#### EXERCISE DESCRIPTION:
With the first line as the start and the line containing "let label = names" as the end, write out every line of the records exactly.

Stored items
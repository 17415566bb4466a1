//! Table output formatting for CLI commands using comfy-table.

use std::collections::HashMap;
use std::env;

use comfy_table::{presets, Attribute, Cell, Color, ContentArrangement, Table};
use uuid::Uuid;

use crate::domain::models::{Agent, Task, TaskStatus};

/// Table formatter for CLI output
pub struct TableFormatter {
    use_colors: bool,
}

impl TableFormatter {
    pub fn new() -> Self {
        Self {
            use_colors: supports_color(),
        }
    }

    pub fn with_colors(use_colors: bool) -> Self {
        Self { use_colors }
    }

    /// Format a list of tasks as a table. `names` maps task ids to the
    /// human-readable names from the taskfile, where known.
    pub fn format_tasks(&self, tasks: &[Task], names: &HashMap<Uuid, &str>) -> String {
        let mut table = create_base_table();
        table.set_header(vec![
            Cell::new("Task").add_attribute(Attribute::Bold),
            Cell::new("Kind").add_attribute(Attribute::Bold),
            Cell::new("Priority").add_attribute(Attribute::Bold),
            Cell::new("Status").add_attribute(Attribute::Bold),
            Cell::new("Retries").add_attribute(Attribute::Bold),
            Cell::new("Detail").add_attribute(Attribute::Bold),
        ]);

        for task in tasks {
            let label = names
                .get(&task.id)
                .map_or_else(|| task.id.to_string()[..8].to_string(), ToString::to_string);

            let status_cell = if self.use_colors {
                Cell::new(task.status.as_str()).fg(status_color(task.status))
            } else {
                Cell::new(task.status.as_str())
            };

            let detail = match task.status {
                TaskStatus::Failed => task
                    .last_error
                    .as_ref()
                    .map_or(String::new(), |e| truncate_text(&e.message, 40)),
                TaskStatus::Cancelled => task
                    .cancel_reason
                    .as_ref()
                    .map_or(String::new(), |r| r.as_str().to_string()),
                _ => String::new(),
            };

            table.add_row(vec![
                Cell::new(label),
                Cell::new(task.kind.required_capability()),
                Cell::new(task.priority.as_str()),
                status_cell,
                Cell::new(format!("{}/{}", task.retry_count, task.max_retries)),
                Cell::new(detail),
            ]);
        }
        table.to_string()
    }

    /// Format the agent fleet as a table.
    pub fn format_agents(&self, agents: &[Agent]) -> String {
        let mut table = create_base_table();
        table.set_header(vec![
            Cell::new("ID").add_attribute(Attribute::Bold),
            Cell::new("Type").add_attribute(Attribute::Bold),
            Cell::new("Capabilities").add_attribute(Attribute::Bold),
            Cell::new("Status").add_attribute(Attribute::Bold),
            Cell::new("Load").add_attribute(Attribute::Bold),
        ]);

        for agent in agents {
            table.add_row(vec![
                Cell::new(&agent.id.to_string()[..8]),
                Cell::new(&agent.agent_type),
                Cell::new(agent.capabilities.join(", ")),
                Cell::new(agent.status.to_string()),
                Cell::new(format!("{}/{}", agent.load(), agent.max_concurrent_tasks)),
            ]);
        }
        table.to_string()
    }
}

impl Default for TableFormatter {
    fn default() -> Self {
        Self::new()
    }
}

fn create_base_table() -> Table {
    let mut table = Table::new();
    table
        .load_preset(presets::UTF8_BORDERS_ONLY)
        .set_content_arrangement(ContentArrangement::Dynamic);
    table
}

fn status_color(status: TaskStatus) -> Color {
    match status {
        TaskStatus::Completed => Color::Green,
        TaskStatus::Failed => Color::Red,
        TaskStatus::Cancelled => Color::DarkYellow,
        TaskStatus::Running => Color::Cyan,
        TaskStatus::Pending | TaskStatus::Eligible | TaskStatus::Assigned => Color::White,
    }
}

fn truncate_text(text: &str, max: usize) -> String {
    if text.chars().count() <= max {
        text.to_string()
    } else {
        let truncated: String = text.chars().take(max.saturating_sub(3)).collect();
        format!("{truncated}...")
    }
}

fn supports_color() -> bool {
    env::var("NO_COLOR").is_err() && env::var("TERM").is_ok_and(|t| t != "dumb")
}

#[cfg(test)]
mod tests {
    use super::*;

    #[test]
    fn test_format_tasks_includes_status() {
        let task = Task::new("demo work");
        let names = HashMap::from([(task.id, "demo")]);
        let output = TableFormatter::with_colors(false).format_tasks(&[task], &names);
        assert!(output.contains("demo"));
        assert!(output.contains("pending"));
    }

    #[test]
    fn test_truncate_text() {
        assert_eq!(truncate_text("short", 10), "short");
        assert_eq!(truncate_text("0123456789abc", 10), "0123456...");
    }
}
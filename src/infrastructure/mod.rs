//! Infrastructure layer: configuration, logging, and executor adapters.

pub mod config;
pub mod executors;
pub mod logging;
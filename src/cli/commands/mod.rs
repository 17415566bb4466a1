//! CLI command implementations.

pub mod config;
pub mod run;
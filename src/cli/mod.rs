//! CLI argument definitions and error reporting.

pub mod commands;
pub mod output;

use clap::{Parser, Subcommand};

#[derive(Parser)]
#[command(name = "taskhive")]
#[command(about = "Agent task orchestration: priority queue, dependencies, bounded terminals")]
#[command(version)]
pub struct Cli {
    /// Emit machine-readable JSON instead of tables
    #[arg(long, global = true)]
    pub json: bool,

    /// Path to a config file (defaults to .taskhive/config.yaml)
    #[arg(long, short, global = true)]
    pub config: Option<std::path::PathBuf>,

    #[command(subcommand)]
    pub command: Commands,
}

#[derive(Subcommand)]
pub enum Commands {
    /// Run a batch of tasks from a YAML taskfile to completion
    Run(commands::run::RunArgs),
    /// Inspect and validate configuration
    Config(commands::config::ConfigArgs),
}

/// Print an error in the requested format and exit non-zero.
pub fn handle_error(err: anyhow::Error, json: bool) -> ! {
    if json {
        let payload = serde_json::json!({
            "error": err.to_string(),
            "chain": err.chain().skip(1).map(ToString::to_string).collect::<Vec<_>>(),
        });
        eprintln!(
            "{}",
            serde_json::to_string_pretty(&payload)
                .unwrap_or_else(|_| format!("{{\"error\": \"{err}\"}}"))
        );
    } else {
        eprintln!("Error: {err:#}");
    }
    std::process::exit(1);
}
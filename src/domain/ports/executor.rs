//! Agent executor port - interface for the external execution layer.

use async_trait::async_trait;
use uuid::Uuid;

use crate::domain::errors::OrchestratorResult;
use crate::domain::models::Task;

/// Everything the executor needs to run one task: the task itself plus
/// the ids of the agent identity and leased terminal session.
#[derive(Debug, Clone)]
pub struct ExecutionRequest {
    pub task: Task,
    pub agent_id: Uuid,
    pub terminal_id: Uuid,
}

/// Result payload reported by the executor on success.
#[derive(Debug, Clone, Default)]
pub struct ExecutionOutput {
    pub output: serde_json::Value,
}

impl ExecutionOutput {
    pub fn new(output: serde_json::Value) -> Self {
        Self { output }
    }
}

/// Trait for the external agent execution layer (e.g., an LLM invocation
/// backend). The coordinator invokes `execute` asynchronously with a
/// deadline; implementations must tolerate a best-effort `cancel` and
/// return promptly afterwards.
#[async_trait]
pub trait AgentExecutor: Send + Sync {
    /// Executor backend name, for logging.
    fn name(&self) -> &'static str;

    /// Run the task to completion. An `Err` is subject to the task's own
    /// retry policy; it never halts the coordinator.
    async fn execute(&self, request: ExecutionRequest) -> OrchestratorResult<ExecutionOutput>;

    /// Best-effort cancellation of a running task. The coordinator waits
    /// a configured grace period for `execute` to return after this call.
    async fn cancel(&self, task_id: Uuid) -> OrchestratorResult<()>;
}
//! Task domain model.
//!
//! Tasks are discrete units of work that agents execute. They form a DAG
//! with dependencies and move through an explicit status state machine.

use chrono::{DateTime, Utc};
use serde::{Deserialize, Serialize};
use uuid::Uuid;

use crate::domain::errors::FailureKind;

/// Status of a task in the orchestration pipeline.
#[derive(Debug, Clone, Copy, PartialEq, Eq, Hash, Serialize, Deserialize)]
#[serde(rename_all = "snake_case")]
pub enum TaskStatus {
    /// Task is defined but dependencies not met (or waiting out retry backoff)
    Pending,
    /// Task is ready to be picked up (dependencies met, backoff elapsed)
    Eligible,
    /// Task has been dequeued and is being matched to an agent/terminal
    Assigned,
    /// Task is currently being executed
    Running,
    /// Task completed successfully
    Completed,
    /// Task failed terminally (retries exhausted)
    Failed,
    /// Task was cancelled (explicitly or by upstream failure)
    Cancelled,
}

impl Default for TaskStatus {
    fn default() -> Self {
        Self::Pending
    }
}

impl TaskStatus {
    pub fn as_str(self) -> &'static str {
        match self {
            Self::Pending => "pending",
            Self::Eligible => "eligible",
            Self::Assigned => "assigned",
            Self::Running => "running",
            Self::Completed => "completed",
            Self::Failed => "failed",
            Self::Cancelled => "cancelled",
        }
    }

    #[allow(clippy::should_implement_trait)]
    pub fn from_str(s: &str) -> Option<Self> {
        match s.to_lowercase().as_str() {
            "pending" => Some(Self::Pending),
            "eligible" => Some(Self::Eligible),
            "assigned" => Some(Self::Assigned),
            "running" => Some(Self::Running),
            "completed" | "complete" => Some(Self::Completed),
            "failed" => Some(Self::Failed),
            "cancelled" | "canceled" => Some(Self::Cancelled),
            _ => None,
        }
    }

    /// Check if this is a terminal state.
    pub fn is_terminal(self) -> bool {
        matches!(self, Self::Completed | Self::Failed | Self::Cancelled)
    }

    /// Valid transitions from this status.
    pub fn valid_transitions(self) -> Vec<TaskStatus> {
        match self {
            Self::Pending => vec![Self::Eligible, Self::Cancelled],
            Self::Eligible => vec![Self::Assigned, Self::Cancelled],
            // Assigned -> Eligible happens when matching finds no admissible
            // agent or the terminal pool is exhausted (task returned to queue).
            Self::Assigned => vec![Self::Running, Self::Eligible, Self::Cancelled],
            Self::Running => vec![Self::Completed, Self::Failed, Self::Cancelled],
            // Failed -> Pending is the retry path, bounded by max_retries.
            Self::Failed => vec![Self::Pending],
            Self::Completed | Self::Cancelled => vec![],
        }
    }

    pub fn can_transition_to(self, new_status: Self) -> bool {
        self.valid_transitions().contains(&new_status)
    }
}

/// Closed set of task categories. Each kind maps to the agent capability
/// required to execute it.
#[derive(Debug, Clone, PartialEq, Eq, Hash, Serialize, Deserialize)]
#[serde(rename_all = "snake_case")]
pub enum TaskKind {
    Research,
    Implementation,
    Analysis,
    /// Custom capability tag for domain-specific agents.
    Custom(String),
}

impl Default for TaskKind {
    fn default() -> Self {
        Self::Custom("general".to_string())
    }
}

impl TaskKind {
    /// The agent capability required to execute a task of this kind.
    pub fn required_capability(&self) -> &str {
        match self {
            Self::Research => "research",
            Self::Implementation => "implementation",
            Self::Analysis => "analysis",
            Self::Custom(tag) => tag.as_str(),
        }
    }
}

/// Priority level for tasks. Five discrete, ordered bands.
#[derive(Debug, Clone, Copy, PartialEq, Eq, PartialOrd, Ord, Hash, Serialize, Deserialize)]
#[serde(rename_all = "snake_case")]
pub enum TaskPriority {
    Background = 0,
    Low = 1,
    Normal = 2,
    High = 3,
    Critical = 4,
}

impl Default for TaskPriority {
    fn default() -> Self {
        Self::Normal
    }
}

impl TaskPriority {
    pub fn as_str(self) -> &'static str {
        match self {
            Self::Background => "background",
            Self::Low => "low",
            Self::Normal => "normal",
            Self::High => "high",
            Self::Critical => "critical",
        }
    }

    #[allow(clippy::should_implement_trait)]
    pub fn from_str(s: &str) -> Option<Self> {
        match s.to_lowercase().as_str() {
            "background" => Some(Self::Background),
            "low" => Some(Self::Low),
            "normal" => Some(Self::Normal),
            "high" => Some(Self::High),
            "critical" => Some(Self::Critical),
            _ => None,
        }
    }
}

/// Why a task ended up cancelled.
#[derive(Debug, Clone, PartialEq, Eq, Serialize, Deserialize)]
#[serde(rename_all = "snake_case")]
pub enum CancelReason {
    /// Caller explicitly cancelled the task.
    Explicit,
    /// A dependency failed terminally; the task's preconditions can never be met.
    UpstreamFailure { failed_dependency: Uuid },
}

impl CancelReason {
    pub fn as_str(&self) -> &'static str {
        match self {
            Self::Explicit => "explicit cancel",
            Self::UpstreamFailure { .. } => "upstream failure",
        }
    }
}

/// The last error recorded against a task, kept on terminal failure so
/// callers always see the taxonomy kind plus a human-readable message.
#[derive(Debug, Clone, PartialEq, Eq, Serialize, Deserialize)]
pub struct TaskFailure {
    pub kind: FailureKind,
    pub message: String,
}

impl TaskFailure {
    pub fn new(kind: FailureKind, message: impl Into<String>) -> Self {
        Self {
            kind,
            message: message.into(),
        }
    }

    pub fn execution(message: impl Into<String>) -> Self {
        Self::new(FailureKind::Execution, message)
    }

    pub fn timeout(timeout_ms: u64) -> Self {
        Self::new(
            FailureKind::Timeout,
            format!("deadline exceeded after {timeout_ms}ms"),
        )
    }
}

/// A discrete unit of work that can be executed by an agent.
#[derive(Debug, Clone, PartialEq, Serialize, Deserialize)]
pub struct Task {
    /// Unique identifier
    pub id: Uuid,
    /// Detailed description/prompt
    pub description: String,
    /// Category, determines the required agent capability
    pub kind: TaskKind,
    /// Priority band
    pub priority: TaskPriority,
    /// Task IDs this depends on
    pub depends_on: Vec<Uuid>,
    /// Current status
    pub status: TaskStatus,
    /// Weak back-reference to the executing agent, by id only
    pub assigned_agent: Option<Uuid>,
    /// Execution timeout in milliseconds; None uses the configured default
    pub timeout_ms: Option<u64>,
    /// Retry count
    pub retry_count: u32,
    /// Maximum retries
    pub max_retries: u32,
    /// Monotonic enqueue sequence, assigned by the queue. Preserved across
    /// requeues so FIFO fairness within a priority band survives a failed match.
    pub enqueue_seq: u64,
    /// Earliest instant the task may become eligible (retry backoff timer)
    pub eligible_after: Option<DateTime<Utc>>,
    /// Absolute deadline, set when the task starts running
    pub deadline: Option<DateTime<Utc>>,
    /// Result payload on completion
    pub result: Option<serde_json::Value>,
    /// Last error, kept on terminal failure
    pub last_error: Option<TaskFailure>,
    /// Cancellation cause, recorded when status becomes Cancelled
    pub cancel_reason: Option<CancelReason>,
    /// When created
    pub created_at: DateTime<Utc>,
    /// When last updated
    pub updated_at: DateTime<Utc>,
    /// When execution started
    pub started_at: Option<DateTime<Utc>>,
    /// When a terminal state was reached
    pub completed_at: Option<DateTime<Utc>>,
}

impl Task {
    /// Create a new task from a prompt/description.
    pub fn new(description: impl Into<String>) -> Self {
        let now = Utc::now();
        Self {
            id: Uuid::new_v4(),
            description: description.into(),
            kind: TaskKind::default(),
            priority: TaskPriority::default(),
            depends_on: Vec::new(),
            status: TaskStatus::default(),
            assigned_agent: None,
            timeout_ms: None,
            retry_count: 0,
            max_retries: 3,
            enqueue_seq: 0,
            eligible_after: None,
            deadline: None,
            result: None,
            last_error: None,
            cancel_reason: None,
            created_at: now,
            updated_at: now,
            started_at: None,
            completed_at: None,
        }
    }

    /// Set the task kind.
    pub fn with_kind(mut self, kind: TaskKind) -> Self {
        self.kind = kind;
        self
    }

    /// Set priority.
    pub fn with_priority(mut self, priority: TaskPriority) -> Self {
        self.priority = priority;
        self
    }

    /// Add a dependency.
    pub fn with_dependency(mut self, task_id: Uuid) -> Self {
        if !self.depends_on.contains(&task_id) && task_id != self.id {
            self.depends_on.push(task_id);
        }
        self
    }

    /// Set execution timeout.
    pub fn with_timeout_ms(mut self, timeout_ms: u64) -> Self {
        self.timeout_ms = Some(timeout_ms);
        self
    }

    /// Set maximum retries.
    pub fn with_max_retries(mut self, max_retries: u32) -> Self {
        self.max_retries = max_retries;
        self
    }

    /// Check if can transition to given status.
    pub fn can_transition_to(&self, new_status: TaskStatus) -> bool {
        self.status.can_transition_to(new_status)
    }

    /// Transition to new status, maintaining lifecycle timestamps.
    pub fn transition_to(
        &mut self,
        new_status: TaskStatus,
    ) -> Result<(), crate::domain::errors::OrchestratorError> {
        if !self.can_transition_to(new_status) {
            return Err(crate::domain::errors::OrchestratorError::InvalidTransition {
                from: self.status.as_str().to_string(),
                to: new_status.as_str().to_string(),
            });
        }

        self.status = new_status;
        self.updated_at = Utc::now();

        match new_status {
            // Retry path: the task is live again, execution timestamps
            // from the failed attempt no longer apply.
            TaskStatus::Pending => {
                self.started_at = None;
                self.completed_at = None;
            }
            TaskStatus::Running => self.started_at = Some(Utc::now()),
            TaskStatus::Completed | TaskStatus::Failed | TaskStatus::Cancelled => {
                self.completed_at = Some(Utc::now());
            }
            _ => {}
        }

        Ok(())
    }

    /// Check if task is terminal.
    pub fn is_terminal(&self) -> bool {
        self.status.is_terminal()
    }

    /// Check if another retry attempt is allowed.
    pub fn can_retry(&self) -> bool {
        self.retry_count < self.max_retries
    }

    /// Whether the backoff timer (if any) has elapsed.
    pub fn backoff_elapsed(&self, now: DateTime<Utc>) -> bool {
        self.eligible_after.is_none_or(|t| t <= now)
    }

    /// Whether a running task is past its absolute deadline.
    pub fn past_deadline(&self, now: DateTime<Utc>) -> bool {
        self.status == TaskStatus::Running && self.deadline.is_some_and(|d| d < now)
    }

    /// Validate task at the submission boundary.
    pub fn validate(&self) -> Result<(), String> {
        if self.description.trim().is_empty() {
            return Err("Task description cannot be empty".to_string());
        }
        if self.depends_on.contains(&self.id) {
            return Err("Task cannot depend on itself".to_string());
        }
        if let TaskKind::Custom(tag) = &self.kind {
            if tag.trim().is_empty() {
                return Err("Custom task kind requires a non-empty capability tag".to_string());
            }
        }
        Ok(())
    }
}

#### RESPONSE FOR THIS EXERCISE:
repository 17415566bb4466a1
//! Table output formatting for CLI commands using comfy-table.

use std::collections::HashMap;
use std::env;

use comfy_table::{presets, Attribute, Cell, Color, ContentArrangement, Table};
use uuid::Uuid;

use crate::domain::models::{Agent, Task, TaskStatus};

/// Table formatter for CLI output
pub struct TableFormatter {
    use_colors: bool,
}

impl TableFormatter {
    pub fn new() -> Self {
        Self {
            use_colors: supports_color(),
        }
    }

    pub fn with_colors(use_colors: bool) -> Self {
        Self { use_colors }
    }

    /// Format a list of tasks as a table. `names` maps task ids to the
    /// human-readable names from the taskfile, where known.
    pub fn format_tasks(&self, tasks: &[Task], names: &HashMap<Uuid, &str>) -> String {
        let mut table = create_base_table();
        table.set_header(vec![
            Cell::new("Task").add_attribute(Attribute::Bold),
            Cell::new("Kind").add_attribute(Attribute::Bold),
            Cell::new("Priority").add_attribute(Attribute::Bold),
            Cell::new("Status").add_attribute(Attribute::Bold),
            Cell::new("Retries").add_attribute(Attribute::Bold),
            Cell::new("Detail").add_attribute(Attribute::Bold),
        ]);

        for task in tasks {
            let label = names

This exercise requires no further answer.